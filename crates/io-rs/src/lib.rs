//! # hrsync I/O
//!
//! Text formats shared with the rest of the tooling.
//!
//! ## Coupling graph files
//!
//! ```text
//! # 3
//! 0 0.5 0
//! 0.5 0 0.5
//! 0 0.5 0
//! ```
//!
//! A `# <vertexCount>` header followed by one whitespace-separated row per
//! vertex. Blank lines are ignored.
//!
//! ## Result files
//!
//! | File | Line format |
//! |------|-------------|
//! | `approx<n>` | `x\tvoltage` for samples at or after the transient |
//! | `spikes<n>` | `x\tamplitude` |
//! | `ISI<n>` | `interval` |
//! | `frequencies` | `neuron\tfrequency` |
//! | `summary.json` | [`RunSummary`] |
//!
//! Reals are written with six decimals.

use hrsync_core::{
    zeroed_buffer, CouplingGraph, HrsyncError, Result, Time, TimeSeries, Trajectory, VOLTAGE,
};
use hrsync_spikes::{IntervalSet, NeuronReport, SpikeSet};
use ndarray::Array2;
use pest::Parser;
use pest_derive::Parser;
use serde::{Deserialize, Serialize};
use std::fs::{self, File};
use std::io::{BufWriter, Write};
use std::path::{Path, PathBuf};
use tracing::{debug, info, warn};

/// Coupling graph file parser
#[derive(Parser)]
#[grammar_inline = r##"
WHITESPACE = _{ " " | "\t" }

count = @{ ASCII_DIGIT+ }
entry = @{ (!(WHITESPACE | NEWLINE) ~ ANY)+ }

header = { "#" ~ count }
row = { entry+ }
graph = { SOI ~ NEWLINE* ~ header ~ (NEWLINE+ ~ row)* ~ NEWLINE* ~ EOI }
"##]
pub struct GraphParser;

// ============================================================================
// GRAPH FILES
// ============================================================================

/// Parse the text of a coupling graph file
pub fn parse_graph(source: &str) -> Result<CouplingGraph> {
    let graph = GraphParser::parse(Rule::graph, source)
        .map_err(|e| HrsyncError::ParseError(format!("graph file: {}", e)))?
        .next()
        .ok_or_else(|| HrsyncError::ParseError("graph file: empty input".to_string()))?;

    let mut vertex_count = None;
    let mut rows: Vec<Vec<f64>> = Vec::new();

    for pair in graph.into_inner() {
        match pair.as_rule() {
            Rule::header => {
                let count = pair.into_inner().next().map(|c| c.as_str()).unwrap_or_default();
                let n = count.parse::<usize>().map_err(|e| {
                    HrsyncError::ParseError(format!("vertex count '{}': {}", count, e))
                })?;
                if n == 0 {
                    return Err(HrsyncError::InvalidGraph("vertex count is zero".to_string()));
                }
                vertex_count = Some(n);
            }
            Rule::row => {
                let (line, _) = pair.line_col();
                let values = pair
                    .into_inner()
                    .enumerate()
                    .map(|(column, entry)| {
                        entry.as_str().parse::<f64>().map_err(|_| {
                            HrsyncError::ParseError(format!(
                                "line {}, column {}: '{}' is not a number",
                                line,
                                column + 1,
                                entry.as_str()
                            ))
                        })
                    })
                    .collect::<Result<Vec<f64>>>()?;
                rows.push(values);
            }
            _ => {}
        }
    }

    let n = vertex_count
        .ok_or_else(|| HrsyncError::ParseError("missing vertex count header".to_string()))?;
    if rows.len() != n {
        return Err(HrsyncError::InvalidGraph(format!(
            "header declares {} vertices but the file has {} rows",
            n,
            rows.len()
        )));
    }
    if let Some((index, row)) = rows.iter().enumerate().find(|(_, row)| row.len() != n) {
        return Err(HrsyncError::InvalidGraph(format!(
            "row {} has {} columns, expected {}",
            index + 1,
            row.len(),
            n
        )));
    }

    CouplingGraph::from_rows(rows)
}

/// Read and parse a coupling graph file
pub fn read_graph(path: impl AsRef<Path>) -> Result<CouplingGraph> {
    let path = path.as_ref();
    let source = fs::read_to_string(path)?;
    let graph = parse_graph(&source)?;
    info!(path = %path.display(), vertices = graph.vertex_count(), "loaded coupling graph");
    Ok(graph)
}

/// Render a graph in the file format; reals use their shortest exact form
pub fn format_graph(graph: &CouplingGraph) -> String {
    let mut text = format!("# {}\n", graph.vertex_count());
    for row in graph.weights().rows() {
        let line: Vec<String> = row.iter().map(|w| w.to_string()).collect();
        text.push_str(&line.join(" "));
        text.push('\n');
    }
    text
}

/// Write a graph file, creating parent directories as needed
pub fn write_graph(path: impl AsRef<Path>, graph: &CouplingGraph) -> Result<()> {
    let path = path.as_ref();
    ensure_parent(path)?;
    fs::write(path, format_graph(graph))?;
    debug!(path = %path.display(), "wrote coupling graph");
    Ok(())
}

// ============================================================================
// GRID BUILDER
// ============================================================================

/// Strengths above this still build, with a warning
pub const MAX_RECOMMENDED_STRENGTH: f64 = 1.0;

/// `rows x columns` lattice with 4-neighbour coupling
///
/// Vertex `(r, c)` has index `r * columns + c`. Every lattice edge carries
/// `strength` in both directions; all other entries, the diagonal included,
/// are zero.
pub fn grid_graph(rows: usize, columns: usize, strength: f64) -> Result<CouplingGraph> {
    if rows == 0 || columns == 0 {
        return Err(HrsyncError::Configuration(format!(
            "grid must have at least one row and column, got {}x{}",
            rows, columns
        )));
    }
    if strength > MAX_RECOMMENDED_STRENGTH {
        warn!(
            strength,
            "coupling strength above {} may destabilise the network", MAX_RECOMMENDED_STRENGTH
        );
    }

    let too_large =
        || HrsyncError::ResourceExhausted(format!("{}x{} grid is too large", rows, columns));
    let n = rows.checked_mul(columns).ok_or_else(too_large)?;
    let cells = n.checked_mul(n).ok_or_else(too_large)?;

    let mut weights = Array2::from_shape_vec((n, n), zeroed_buffer(cells, "grid weights")?)
        .map_err(|e| HrsyncError::ResourceExhausted(format!("grid layout: {}", e)))?;
    for r in 0..rows {
        for c in 0..columns {
            let id = r * columns + c;
            if c + 1 < columns {
                weights[[id, id + 1]] = strength;
                weights[[id + 1, id]] = strength;
            }
            if r + 1 < rows {
                weights[[id, id + columns]] = strength;
                weights[[id + columns, id]] = strength;
            }
        }
    }

    CouplingGraph::new(weights)
}

/// `Graph/<rows>x<columns>`
pub fn default_grid_path(rows: usize, columns: usize) -> PathBuf {
    Path::new("Graph").join(format!("{}x{}", rows, columns))
}

// ============================================================================
// RESULT WRITERS
// ============================================================================

fn ensure_parent(path: &Path) -> Result<()> {
    if let Some(parent) = path.parent().filter(|p| !p.as_os_str().is_empty()) {
        fs::create_dir_all(parent)?;
    }
    Ok(())
}

fn write_lines<F>(path: &Path, body: F) -> Result<()>
where
    F: FnOnce(&mut BufWriter<File>) -> std::io::Result<()>,
{
    let mut out = BufWriter::new(File::create(path)?);
    body(&mut out)?;
    out.flush()?;
    Ok(())
}

/// `time\tvalue` per sample
pub fn write_series(path: impl AsRef<Path>, series: &TimeSeries) -> Result<()> {
    write_lines(path.as_ref(), |out| {
        for (t, v) in series.time.iter().zip(series.values.iter()) {
            writeln!(out, "{:.6}\t{:.6}", t, v)?;
        }
        Ok(())
    })
}

/// `time\tamplitude` per spike
pub fn write_spikes(path: impl AsRef<Path>, spikes: &SpikeSet) -> Result<()> {
    write_lines(path.as_ref(), |out| {
        for (t, v) in spikes.iter() {
            writeln!(out, "{:.6}\t{:.6}", t, v)?;
        }
        Ok(())
    })
}

/// One interval per line
pub fn write_intervals(path: impl AsRef<Path>, intervals: &IntervalSet) -> Result<()> {
    write_lines(path.as_ref(), |out| {
        for isi in &intervals.intervals {
            writeln!(out, "{:.6}", isi)?;
        }
        Ok(())
    })
}

/// `neuron\tfrequency` per report
pub fn write_frequencies(path: impl AsRef<Path>, reports: &[NeuronReport]) -> Result<()> {
    write_lines(path.as_ref(), |out| {
        for report in reports {
            writeln!(out, "{}\t{:.6}", report.neuron, report.frequency)?;
        }
        Ok(())
    })
}

/// Write `approx<n>`, `spikes<n>` and `ISI<n>` for every report plus `frequencies`
///
/// Returns the paths written, in order.
pub fn write_results(
    dir: impl AsRef<Path>,
    trajectory: &Trajectory,
    reports: &[NeuronReport],
    transient: Time,
) -> Result<Vec<PathBuf>> {
    let dir = dir.as_ref();
    fs::create_dir_all(dir)?;

    let mut written = Vec::with_capacity(reports.len() * 3 + 1);
    for report in reports {
        let n = report.neuron;
        let series = trajectory.time_series(n, VOLTAGE, transient);

        let approx = dir.join(format!("approx{}", n));
        write_series(&approx, &series)?;
        let spikes = dir.join(format!("spikes{}", n));
        write_spikes(&spikes, &report.spikes)?;
        let isi = dir.join(format!("ISI{}", n));
        write_intervals(&isi, &report.intervals)?;

        written.extend([approx, spikes, isi]);
    }

    let frequencies = dir.join("frequencies");
    write_frequencies(&frequencies, reports)?;
    written.push(frequencies);

    info!(dir = %dir.display(), files = written.len(), "wrote results");
    Ok(written)
}

// ============================================================================
// RUN SUMMARY
// ============================================================================

/// Machine-readable overview of one run
#[derive(Debug, Clone, PartialEq, Serialize, Deserialize)]
pub struct RunSummary {
    pub neurons: usize,
    pub steps: usize,
    pub method: String,
    pub elapsed_seconds: f64,
    pub spike_counts: Vec<usize>,
    pub frequencies: Vec<f64>,
    /// `None` for neurons with fewer than two spikes
    pub mean_isi: Vec<Option<f64>>,
}

impl RunSummary {
    pub fn new(
        trajectory: &Trajectory,
        method: &str,
        elapsed_seconds: f64,
        reports: &[NeuronReport],
    ) -> Self {
        Self {
            neurons: trajectory.neuron_count(),
            steps: trajectory.step_count(),
            method: method.to_string(),
            elapsed_seconds,
            spike_counts: reports.iter().map(|r| r.spikes.len()).collect(),
            frequencies: reports.iter().map(|r| r.frequency).collect(),
            mean_isi: reports.iter().map(|r| r.intervals.mean()).collect(),
        }
    }

    /// Mean of the per-neuron frequencies
    pub fn mean_frequency(&self) -> Option<f64> {
        if self.frequencies.is_empty() {
            None
        } else {
            Some(self.frequencies.iter().sum::<f64>() / self.frequencies.len() as f64)
        }
    }
}

/// Pretty-printed JSON
pub fn write_summary(path: impl AsRef<Path>, summary: &RunSummary) -> Result<()> {
    let path = path.as_ref();
    ensure_parent(path)?;
    let mut out = BufWriter::new(File::create(path)?);
    serde_json::to_writer_pretty(&mut out, summary).map_err(std::io::Error::from)?;
    out.write_all(b"\n")?;
    out.flush()?;
    Ok(())
}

▸ **BRIEF**
Scan the records above for the lines holding "may destabilise the" and "for (t, v) in series.time.iter().zip(series.values.iter())". Transcribe those two and every line between them word for word, and no others.

▸ **RESULT FOR THIS TASK**
            "coupling strength above {} may destabilise the network", MAX_RECOMMENDED_STRENGTH
        );
    }

    let too_large =
        || HrsyncError::ResourceExhausted(format!("{}x{} grid is too large", rows, columns));
    let n = rows.checked_mul(columns).ok_or_else(too_large)?;
    let cells = n.checked_mul(n).ok_or_else(too_large)?;

    let mut weights = Array2::from_shape_vec((n, n), zeroed_buffer(cells, "grid weights")?)
        .map_err(|e| HrsyncError::ResourceExhausted(format!("grid layout: {}", e)))?;
    for r in 0..rows {
        for c in 0..columns {
            let id = r * columns + c;
            if c + 1 < columns {
                weights[[id, id + 1]] = strength;
                weights[[id + 1, id]] = strength;
            }
            if r + 1 < rows {
                weights[[id, id + columns]] = strength;
                weights[[id + columns, id]] = strength;
            }
        }
    }

    CouplingGraph::new(weights)
}

/// `Graph/<rows>x<columns>`
pub fn default_grid_path(rows: usize, columns: usize) -> PathBuf {
    Path::new("Graph").join(format!("{}x{}", rows, columns))
}

// ============================================================================
// RESULT WRITERS
// ============================================================================

fn ensure_parent(path: &Path) -> Result<()> {
    if let Some(parent) = path.parent().filter(|p| !p.as_os_str().is_empty()) {
        fs::create_dir_all(parent)?;
    }
    Ok(())
}

fn write_lines<F>(path: &Path, body: F) -> Result<()>
where
    F: FnOnce(&mut BufWriter<File>) -> std::io::Result<()>,
{
    let mut out = BufWriter::new(File::create(path)?);
    body(&mut out)?;
    out.flush()?;
    Ok(())
}

/// `time\tvalue` per sample
pub fn write_series(path: impl AsRef<Path>, series: &TimeSeries) -> Result<()> {
    write_lines(path.as_ref(), |out| {
        for (t, v) in series.time.iter().zip(series.values.iter()) {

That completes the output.